TRY IT:
A line qualifies if it holds the string "unwrap". Copy every qualifying line from the records.

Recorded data
◆ ◆ ◆ ◆ ◆

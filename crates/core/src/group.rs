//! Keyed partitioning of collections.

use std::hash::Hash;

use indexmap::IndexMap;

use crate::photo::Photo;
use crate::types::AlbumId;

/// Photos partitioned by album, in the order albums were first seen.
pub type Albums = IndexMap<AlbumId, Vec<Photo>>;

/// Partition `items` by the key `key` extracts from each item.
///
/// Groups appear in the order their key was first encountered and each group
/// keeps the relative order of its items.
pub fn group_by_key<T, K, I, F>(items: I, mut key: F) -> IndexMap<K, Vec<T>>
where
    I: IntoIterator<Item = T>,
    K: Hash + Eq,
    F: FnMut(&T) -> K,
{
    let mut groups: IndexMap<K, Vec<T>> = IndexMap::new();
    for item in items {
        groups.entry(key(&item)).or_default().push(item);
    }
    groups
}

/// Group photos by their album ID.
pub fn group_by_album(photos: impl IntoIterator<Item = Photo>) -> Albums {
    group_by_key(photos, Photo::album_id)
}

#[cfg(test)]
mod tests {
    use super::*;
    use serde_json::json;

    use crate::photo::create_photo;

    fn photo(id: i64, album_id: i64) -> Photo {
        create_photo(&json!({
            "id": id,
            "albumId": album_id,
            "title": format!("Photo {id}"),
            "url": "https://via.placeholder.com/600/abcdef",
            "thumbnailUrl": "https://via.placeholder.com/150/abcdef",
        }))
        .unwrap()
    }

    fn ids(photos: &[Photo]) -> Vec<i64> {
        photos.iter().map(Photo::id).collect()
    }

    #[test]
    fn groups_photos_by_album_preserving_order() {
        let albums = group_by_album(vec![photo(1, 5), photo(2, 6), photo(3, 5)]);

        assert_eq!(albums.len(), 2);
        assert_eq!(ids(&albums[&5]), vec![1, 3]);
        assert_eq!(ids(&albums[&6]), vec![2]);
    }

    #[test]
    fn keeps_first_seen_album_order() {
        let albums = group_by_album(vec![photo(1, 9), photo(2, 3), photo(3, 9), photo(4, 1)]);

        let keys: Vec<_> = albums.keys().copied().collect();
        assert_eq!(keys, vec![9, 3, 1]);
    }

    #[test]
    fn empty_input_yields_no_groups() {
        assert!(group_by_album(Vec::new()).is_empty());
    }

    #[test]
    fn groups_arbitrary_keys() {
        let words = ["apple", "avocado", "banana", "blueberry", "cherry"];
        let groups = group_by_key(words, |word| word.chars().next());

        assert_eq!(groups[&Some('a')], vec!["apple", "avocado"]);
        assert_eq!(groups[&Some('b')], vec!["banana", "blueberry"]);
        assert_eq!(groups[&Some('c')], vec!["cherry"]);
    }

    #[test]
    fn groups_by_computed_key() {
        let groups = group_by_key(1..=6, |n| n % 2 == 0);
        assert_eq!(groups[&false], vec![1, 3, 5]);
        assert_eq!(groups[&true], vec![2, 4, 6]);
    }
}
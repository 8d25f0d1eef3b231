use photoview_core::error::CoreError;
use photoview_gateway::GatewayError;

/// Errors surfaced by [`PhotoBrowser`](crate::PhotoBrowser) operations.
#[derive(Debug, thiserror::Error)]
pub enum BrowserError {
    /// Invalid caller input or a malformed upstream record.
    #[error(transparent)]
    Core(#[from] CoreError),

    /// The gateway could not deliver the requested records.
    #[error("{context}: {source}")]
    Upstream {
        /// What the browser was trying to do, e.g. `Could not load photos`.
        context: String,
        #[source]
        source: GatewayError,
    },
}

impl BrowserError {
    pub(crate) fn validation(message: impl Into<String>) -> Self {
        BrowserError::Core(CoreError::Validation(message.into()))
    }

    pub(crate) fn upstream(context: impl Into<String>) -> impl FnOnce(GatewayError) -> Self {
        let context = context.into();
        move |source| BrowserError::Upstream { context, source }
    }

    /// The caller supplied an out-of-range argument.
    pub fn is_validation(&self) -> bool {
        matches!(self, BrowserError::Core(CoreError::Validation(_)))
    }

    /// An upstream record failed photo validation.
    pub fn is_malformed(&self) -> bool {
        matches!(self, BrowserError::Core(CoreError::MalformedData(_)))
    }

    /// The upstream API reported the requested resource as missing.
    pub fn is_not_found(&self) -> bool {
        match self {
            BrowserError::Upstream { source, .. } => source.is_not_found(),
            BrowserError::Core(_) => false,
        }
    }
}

◆ ◆ ◆ ◆ ◆

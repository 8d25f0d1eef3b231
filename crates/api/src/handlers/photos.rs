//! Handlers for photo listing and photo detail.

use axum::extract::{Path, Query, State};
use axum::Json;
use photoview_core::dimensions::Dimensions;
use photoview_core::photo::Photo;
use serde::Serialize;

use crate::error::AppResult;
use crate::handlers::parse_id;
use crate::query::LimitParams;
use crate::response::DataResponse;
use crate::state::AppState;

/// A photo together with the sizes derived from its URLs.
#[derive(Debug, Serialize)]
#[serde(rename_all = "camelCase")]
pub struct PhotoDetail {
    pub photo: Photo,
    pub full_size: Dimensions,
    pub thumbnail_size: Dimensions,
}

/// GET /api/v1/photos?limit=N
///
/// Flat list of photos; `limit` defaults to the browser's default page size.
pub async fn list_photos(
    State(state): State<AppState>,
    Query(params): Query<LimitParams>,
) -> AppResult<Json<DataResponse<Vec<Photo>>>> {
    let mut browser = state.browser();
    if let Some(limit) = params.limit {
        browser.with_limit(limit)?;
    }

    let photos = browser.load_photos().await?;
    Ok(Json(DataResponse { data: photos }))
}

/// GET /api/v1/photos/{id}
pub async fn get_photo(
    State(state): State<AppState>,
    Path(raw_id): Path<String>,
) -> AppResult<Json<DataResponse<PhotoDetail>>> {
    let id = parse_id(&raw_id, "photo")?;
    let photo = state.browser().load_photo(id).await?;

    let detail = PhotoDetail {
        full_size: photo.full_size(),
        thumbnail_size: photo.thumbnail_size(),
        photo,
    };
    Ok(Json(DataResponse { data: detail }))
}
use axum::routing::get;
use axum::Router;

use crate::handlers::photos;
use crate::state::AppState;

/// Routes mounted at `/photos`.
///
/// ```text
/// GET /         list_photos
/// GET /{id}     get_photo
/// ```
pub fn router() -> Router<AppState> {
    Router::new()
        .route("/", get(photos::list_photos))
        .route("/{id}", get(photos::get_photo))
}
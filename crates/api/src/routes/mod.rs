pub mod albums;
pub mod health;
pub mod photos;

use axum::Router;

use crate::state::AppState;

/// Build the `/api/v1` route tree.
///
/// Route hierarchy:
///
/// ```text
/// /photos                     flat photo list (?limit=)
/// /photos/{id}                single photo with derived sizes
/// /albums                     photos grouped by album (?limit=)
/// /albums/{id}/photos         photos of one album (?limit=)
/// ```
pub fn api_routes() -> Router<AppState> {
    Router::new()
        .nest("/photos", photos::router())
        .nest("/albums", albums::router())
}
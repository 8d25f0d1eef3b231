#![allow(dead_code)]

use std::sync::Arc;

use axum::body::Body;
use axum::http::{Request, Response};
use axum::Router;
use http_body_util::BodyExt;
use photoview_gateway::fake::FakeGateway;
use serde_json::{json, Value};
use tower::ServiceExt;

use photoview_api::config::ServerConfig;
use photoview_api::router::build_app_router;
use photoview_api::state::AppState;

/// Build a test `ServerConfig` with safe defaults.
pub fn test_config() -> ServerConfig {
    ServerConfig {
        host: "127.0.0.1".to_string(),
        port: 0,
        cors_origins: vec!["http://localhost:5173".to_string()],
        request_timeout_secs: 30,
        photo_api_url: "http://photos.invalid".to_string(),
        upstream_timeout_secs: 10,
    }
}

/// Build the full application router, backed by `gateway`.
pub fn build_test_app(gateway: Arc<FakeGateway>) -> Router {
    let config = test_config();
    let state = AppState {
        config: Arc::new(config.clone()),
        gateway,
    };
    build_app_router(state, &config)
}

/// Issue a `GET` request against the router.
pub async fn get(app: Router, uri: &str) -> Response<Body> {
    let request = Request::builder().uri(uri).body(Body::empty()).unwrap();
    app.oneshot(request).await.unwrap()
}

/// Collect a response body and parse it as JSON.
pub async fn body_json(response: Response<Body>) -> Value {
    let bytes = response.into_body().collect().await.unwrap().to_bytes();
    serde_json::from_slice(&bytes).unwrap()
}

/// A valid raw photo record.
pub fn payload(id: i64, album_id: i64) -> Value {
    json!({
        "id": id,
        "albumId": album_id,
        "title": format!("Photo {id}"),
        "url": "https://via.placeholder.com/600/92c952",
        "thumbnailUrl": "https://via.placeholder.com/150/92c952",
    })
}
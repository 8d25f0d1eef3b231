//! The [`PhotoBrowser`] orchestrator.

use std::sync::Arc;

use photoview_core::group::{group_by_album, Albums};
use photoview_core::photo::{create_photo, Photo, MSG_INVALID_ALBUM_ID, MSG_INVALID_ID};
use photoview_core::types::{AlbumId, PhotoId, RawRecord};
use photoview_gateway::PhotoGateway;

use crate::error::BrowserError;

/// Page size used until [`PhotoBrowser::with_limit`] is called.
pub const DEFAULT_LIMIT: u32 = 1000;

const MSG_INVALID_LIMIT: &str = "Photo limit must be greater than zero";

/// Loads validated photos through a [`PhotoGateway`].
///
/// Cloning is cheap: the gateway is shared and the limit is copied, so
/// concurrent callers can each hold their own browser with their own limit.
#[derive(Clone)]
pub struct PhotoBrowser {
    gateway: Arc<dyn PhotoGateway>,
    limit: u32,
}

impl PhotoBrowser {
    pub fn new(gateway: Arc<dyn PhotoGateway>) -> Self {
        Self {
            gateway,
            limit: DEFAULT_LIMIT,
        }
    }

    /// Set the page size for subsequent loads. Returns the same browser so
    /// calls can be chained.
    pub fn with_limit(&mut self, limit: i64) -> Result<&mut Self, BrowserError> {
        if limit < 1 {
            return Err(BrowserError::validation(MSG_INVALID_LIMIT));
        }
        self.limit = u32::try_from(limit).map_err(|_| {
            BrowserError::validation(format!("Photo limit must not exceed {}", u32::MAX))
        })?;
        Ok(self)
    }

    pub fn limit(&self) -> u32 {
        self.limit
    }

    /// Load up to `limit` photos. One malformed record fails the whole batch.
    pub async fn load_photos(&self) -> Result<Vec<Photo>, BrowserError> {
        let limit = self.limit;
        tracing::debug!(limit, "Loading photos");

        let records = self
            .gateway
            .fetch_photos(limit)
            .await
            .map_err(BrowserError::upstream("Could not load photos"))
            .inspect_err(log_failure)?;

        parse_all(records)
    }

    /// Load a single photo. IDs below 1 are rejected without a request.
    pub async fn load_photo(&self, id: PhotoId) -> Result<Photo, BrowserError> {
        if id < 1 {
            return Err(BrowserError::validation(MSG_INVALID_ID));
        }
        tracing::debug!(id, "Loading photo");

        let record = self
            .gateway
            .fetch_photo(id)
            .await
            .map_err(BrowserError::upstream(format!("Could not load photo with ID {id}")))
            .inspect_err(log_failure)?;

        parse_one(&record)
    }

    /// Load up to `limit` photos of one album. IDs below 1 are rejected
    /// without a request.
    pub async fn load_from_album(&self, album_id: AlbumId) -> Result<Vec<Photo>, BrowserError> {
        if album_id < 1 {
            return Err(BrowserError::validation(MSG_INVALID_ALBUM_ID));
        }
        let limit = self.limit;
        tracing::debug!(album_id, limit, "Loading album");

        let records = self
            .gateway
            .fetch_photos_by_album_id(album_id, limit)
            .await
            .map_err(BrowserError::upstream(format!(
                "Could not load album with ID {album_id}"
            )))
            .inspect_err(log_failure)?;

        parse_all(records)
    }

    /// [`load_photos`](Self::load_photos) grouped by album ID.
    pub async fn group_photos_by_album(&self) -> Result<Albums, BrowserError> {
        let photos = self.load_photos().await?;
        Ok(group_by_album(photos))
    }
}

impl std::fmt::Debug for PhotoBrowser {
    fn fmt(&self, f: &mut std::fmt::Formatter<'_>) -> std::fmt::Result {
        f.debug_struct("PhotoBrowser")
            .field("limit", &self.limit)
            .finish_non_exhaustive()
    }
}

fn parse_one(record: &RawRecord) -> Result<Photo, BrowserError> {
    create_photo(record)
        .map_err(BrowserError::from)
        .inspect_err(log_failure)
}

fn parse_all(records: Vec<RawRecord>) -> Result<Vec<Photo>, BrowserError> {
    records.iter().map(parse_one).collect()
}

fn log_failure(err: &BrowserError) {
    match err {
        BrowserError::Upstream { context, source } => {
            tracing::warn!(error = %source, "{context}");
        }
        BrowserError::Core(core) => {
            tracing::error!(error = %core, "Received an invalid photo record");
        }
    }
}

◆ ◆ ◆ ◆ ◆

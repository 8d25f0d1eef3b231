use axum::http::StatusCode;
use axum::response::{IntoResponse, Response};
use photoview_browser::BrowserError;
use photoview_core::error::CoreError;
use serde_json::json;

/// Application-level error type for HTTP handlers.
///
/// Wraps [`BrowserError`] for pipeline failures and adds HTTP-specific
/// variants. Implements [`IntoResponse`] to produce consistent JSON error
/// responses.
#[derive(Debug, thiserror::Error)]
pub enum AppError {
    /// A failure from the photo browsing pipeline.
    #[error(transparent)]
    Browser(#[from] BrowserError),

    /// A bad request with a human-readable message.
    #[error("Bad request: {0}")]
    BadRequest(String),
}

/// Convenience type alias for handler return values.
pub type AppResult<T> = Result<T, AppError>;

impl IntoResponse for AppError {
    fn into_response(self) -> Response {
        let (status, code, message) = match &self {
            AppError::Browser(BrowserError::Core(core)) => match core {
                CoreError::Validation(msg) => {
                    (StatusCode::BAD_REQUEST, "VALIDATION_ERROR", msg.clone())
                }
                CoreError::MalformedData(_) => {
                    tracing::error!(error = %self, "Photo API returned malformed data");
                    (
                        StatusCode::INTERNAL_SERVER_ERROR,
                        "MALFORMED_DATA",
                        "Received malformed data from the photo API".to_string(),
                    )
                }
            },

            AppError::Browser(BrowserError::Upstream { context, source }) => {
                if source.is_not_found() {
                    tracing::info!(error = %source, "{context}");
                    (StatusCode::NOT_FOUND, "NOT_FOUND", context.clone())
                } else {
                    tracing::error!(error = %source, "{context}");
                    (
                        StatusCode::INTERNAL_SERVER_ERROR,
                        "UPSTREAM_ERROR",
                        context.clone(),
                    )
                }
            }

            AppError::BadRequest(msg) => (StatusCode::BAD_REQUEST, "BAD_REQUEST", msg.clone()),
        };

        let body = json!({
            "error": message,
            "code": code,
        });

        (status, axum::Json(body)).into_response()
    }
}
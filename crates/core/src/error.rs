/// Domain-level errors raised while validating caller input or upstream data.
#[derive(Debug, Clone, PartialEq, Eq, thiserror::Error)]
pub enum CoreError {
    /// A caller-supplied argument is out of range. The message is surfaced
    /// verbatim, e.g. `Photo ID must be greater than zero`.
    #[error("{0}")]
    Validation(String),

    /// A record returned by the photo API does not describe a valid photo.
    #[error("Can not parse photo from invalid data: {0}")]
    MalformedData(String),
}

◆ ◆ ◆ ◆ ◆

RESPONSE FOR THIS EXERCISE:
        .unwrap()
    let request = Request::builder().uri(uri).body(Body::empty()).unwrap();
    app.oneshot(request).await.unwrap()
    let bytes = response.into_body().collect().await.unwrap().to_bytes();
    serde_json::from_slice(&bytes).unwrap()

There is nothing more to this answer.